The Hsinchu-based company in January estimated that revenue would rise by between 10 and 15 percent this year and said it aims for annual growth of 5 to 10 percent through 2010.
“China’s market is starting to pick up slowly in the smartphone segment, but high-end smartphone demand is still soft,” TSMC cochief executive officer C.C. Wei (魏哲家) said at an investors’ conference in Taipei.
Photo: Liao Chen-huei, Taipei Times
However, dwindling demand for premium smartphones would not derail TSMC’s growth plan for its 7-nanometer (nm) technology, Wei said, adding that it is the most advanced chip manufacturing technology available.
About 50 customers have approached the company looking to source 7nm chips, TSMC said.
Revenue from 7nm chips would make up 10 percent of its total revenue this year, largely matching the company projection from three months ago, Wei said.
Uncertainties in cryptocurrency mining demand, which largely hinges on the ups and downs of virtual currency prices, is likely to dampen growth momentum in that area, TSMC said.
The company said the slowdown in high-end smartphone sales would dent its revenue this quarter, as mobile phone components/chips contribute to 55 percent of its revenue.
“TSMC’s revenue in the second quarter is expected to be affected by continuing soft demand for smartphones. This decline will be partially [offset] by high-performing computing [chips],” Wei said.
Revenue should shrink by about 6.6 to 7.8 percent this quarter to between US$7.8 billion and US$7.9 billion, from US$8.46 billion last quarter, TSMC said.
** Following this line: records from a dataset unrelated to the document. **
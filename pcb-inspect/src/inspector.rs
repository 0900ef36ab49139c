use crate::{
    align::{align, Alignment},
    classify::{classify, ClassificationRules},
    region::{DefectRecord, DefectRegion},
    segment::segment,
    warp::AlignedImage,
    InspectConfig, InspectError, LoadError, ReferenceModel,
};
use homography::Homography;
use image::{imageops, DynamicImage, RgbImage};
use log::*;
use rand::{RngCore, SeedableRng};
use rand_xoshiro::Xoshiro256PlusPlus;
use std::path::{Path, PathBuf};
use std::sync::Arc;

#[cfg(feature = "rayon")]
use rayon::prelude::*;

/// Everything one inspection found out about a test image.
#[derive(Debug, Clone)]
pub struct InspectionResult {
    /// The test image in the reference frame.
    pub aligned: AlignedImage,
    /// Maps test image coordinates into reference coordinates.
    pub transform: Homography,
    /// Classified regions, top to bottom then left to right.
    pub defects: Vec<DefectRegion>,
    /// Matches handed to the consensus.
    pub matches: usize,
    /// Matches consistent with `transform`.
    pub inliers: usize,
}

impl InspectionResult {
    /// No defect was found.
    pub fn passed(&self) -> bool {
        self.defects.is_empty()
    }

    pub fn records(&self) -> Vec<DefectRecord> {
        self.defects.iter().map(DefectRegion::record).collect()
    }
}

/// Runs the full pipeline against one shared reference.
///
/// The inspector only reads its reference, so a single instance can serve
/// any number of threads. Every inspection draws from its own consensus RNG.
#[derive(Debug, Clone)]
pub struct Inspector {
    reference: Arc<ReferenceModel>,
    config: InspectConfig,
    rules: ClassificationRules,
}

/// The consensus RNG of one inspection.
fn consensus_rng(seed: Option<u64>) -> Xoshiro256PlusPlus {
    match seed {
        Some(seed) => Xoshiro256PlusPlus::seed_from_u64(seed),
        None => Xoshiro256PlusPlus::from_entropy(),
    }
}

fn load(path: &Path) -> Result<DynamicImage, LoadError> {
    image::open(path).map_err(|source| LoadError::Decode {
        path: path.to_path_buf(),
        source,
    })
}

impl Inspector {
    /// Loads the reference image at `reference_path`.
    pub fn new(reference_path: impl AsRef<Path>, config: InspectConfig) -> Result<Self, LoadError> {
        let reference = ReferenceModel::initialize(reference_path, &config)?;
        Ok(Self::from_reference(Arc::new(reference), config))
    }

    pub fn from_reference(reference: Arc<ReferenceModel>, config: InspectConfig) -> Self {
        Self {
            reference,
            rules: ClassificationRules::from_config(&config),
            config,
        }
    }

    /// Replaces the classification table.
    pub fn with_rules(self, rules: ClassificationRules) -> Self {
        Self { rules, ..self }
    }

    pub fn reference(&self) -> &Arc<ReferenceModel> {
        &self.reference
    }

    pub fn config(&self) -> &InspectConfig {
        &self.config
    }

    pub fn rules(&self) -> &ClassificationRules {
        &self.rules
    }

    /// Inspects one image with the configured seed.
    pub fn inspect(&self, test: &DynamicImage) -> Result<InspectionResult, InspectError> {
        self.inspect_with_rng(test, consensus_rng(self.config.seed))
    }

    pub fn inspect_with_rng<R: RngCore>(
        &self,
        test: &DynamicImage,
        rng: R,
    ) -> Result<InspectionResult, InspectError> {
        let test = test.to_rgb8();
        if test.width() == 0 || test.height() == 0 {
            return Err(LoadError::Empty.into());
        }
        self.inspect_rgb(&test, rng)
    }

    pub fn inspect_path(&self, path: impl AsRef<Path>) -> Result<InspectionResult, InspectError> {
        self.inspect(&load(path.as_ref())?)
    }

    fn inspect_rgb<R: RngCore>(&self, test: &RgbImage, rng: R) -> Result<InspectionResult, InspectError> {
        let Alignment {
            aligned,
            transform,
            matches,
            inliers,
        } = align(test, &self.reference, &self.config, rng)?;
        let mut defects = segment(self.reference.image(), &aligned, &self.config);
        for region in &mut defects {
            let b = region.bbox;
            let reference_roi = imageops::crop_imm(self.reference.image(), b.x, b.y, b.width, b.height).to_image();
            let test_roi = imageops::crop_imm(aligned.image(), b.x, b.y, b.width, b.height).to_image();
            let (kind, confidence) = classify(&reference_roi, &test_roi, &b, &self.rules);
            region.kind = kind;
            region.confidence = confidence;
            trace!("{} at {:?} ({:.2})", kind, b, confidence);
        }
        info!(
            "{} with {} defects ({} of {} matches inlying)",
            if defects.is_empty() { "PASS" } else { "FAIL" },
            defects.len(),
            inliers,
            matches
        );
        Ok(InspectionResult {
            aligned,
            transform,
            defects,
            matches,
            inliers,
        })
    }

    /// Inspects every image in `paths` independently.
    ///
    /// A failure only affects its own entry. The output follows the input
    /// order. With a configured seed, image `i` uses `seed + i`.
    pub fn inspect_batch<P>(&self, paths: &[P]) -> Vec<(PathBuf, Result<InspectionResult, InspectError>)>
    where
        P: AsRef<Path> + Sync,
    {
        let run = |(index, path): (usize, &P)| {
            let path = path.as_ref();
            let rng = consensus_rng(self.config.seed.map(|seed| seed.wrapping_add(index as u64)));
            let result = load(path)
                .map_err(InspectError::from)
                .and_then(|image| self.inspect_with_rng(&image, rng));
            if let Err(e) = &result {
                warn!("Inspection of {} failed: {}", path.display(), e);
            }
            (path.to_path_buf(), result)
        };
        #[cfg(not(feature = "rayon"))]
        {
            paths.iter().enumerate().map(run).collect()
        }
        #[cfg(feature = "rayon")]
        {
            paths.par_iter().enumerate().map(run).collect()
        }
    }
}
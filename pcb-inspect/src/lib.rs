//! Reference based inspection of printed circuit boards.
//!
//! A known-good "golden" board is loaded once into a [`ReferenceModel`].
//! Every test image is then
//!
//! 1. registered onto the reference with ORB features, symmetric Hamming
//!    matching and an ARRSAC homography ([`align`]),
//! 2. compared pixel by pixel and cut into connected regions of change
//!    ([`segment`]),
//! 3. and every region is labelled by an ordered table of color and shape
//!    rules ([`classify`]).
//!
//! [`Inspector`] ties the stages together and runs batches in parallel when
//! the `rayon` feature is enabled.
//!
//! ```no_run
//! use pcb_inspect::{InspectConfig, Inspector};
//!
//! let inspector = Inspector::new("dataset/golden_master.png", InspectConfig::seeded(0))?;
//! let result = inspector.inspect_path("dataset/test_scratch.png")?;
//! for defect in &result.defects {
//!     println!("{} at {:?} ({:.2})", defect.kind, defect.bbox, defect.confidence);
//! }
//! # Ok::<(), Box<dyn std::error::Error>>(())
//! ```

pub mod align;
pub mod classify;
pub mod color;
pub mod config;
mod error;
pub mod inspector;
pub mod reference;
pub mod region;
pub mod segment;
pub mod synth;
pub mod warp;

pub use align::Alignment;
pub use classify::{ClassificationRules, DefectKind, Rule};
pub use config::InspectConfig;
pub use error::{AlignmentFailure, InspectError, LoadError};
pub use homography::Homography;
pub use inspector::{InspectionResult, Inspector};
pub use reference::{FeatureIndex, ReferenceModel};
pub use region::{BoundingBox, DefectRecord, DefectRegion};
pub use warp::AlignedImage;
Gross margin should drop to between 47 and 49 percent this quarter, from 50.3 percent last quarter, the company said.
Net profit contracted 9.6 percent quarterly to NT$89.79 billion (US$3.06 billion) from NT$99.29 billion last quarter, but on an annual basis, net profit rose 2.5 percent from NT$87.63 billion, TSMC said.
The company yesterday raised capital spending for this year to between US$11.5 billion and US$12 billion, up from US$10.5 billion to US$11 billion budgeted in January.
The increased budget would be used to expand mask-making capacity to cope with rising customer demand and on a prepayment for next-generation EUV tools, which are crucial if the company wants to continue shrinking transistors cost-effectively, TSMC said.
The firm said it plans to use the EUV equipment to make enhanced versions of its 7nm chips in the second half of next year and to make 5nm chips in 2020.
The company expects its capital expenditure to remain at a high level of between US$10 billion and US$12 billion over next few years.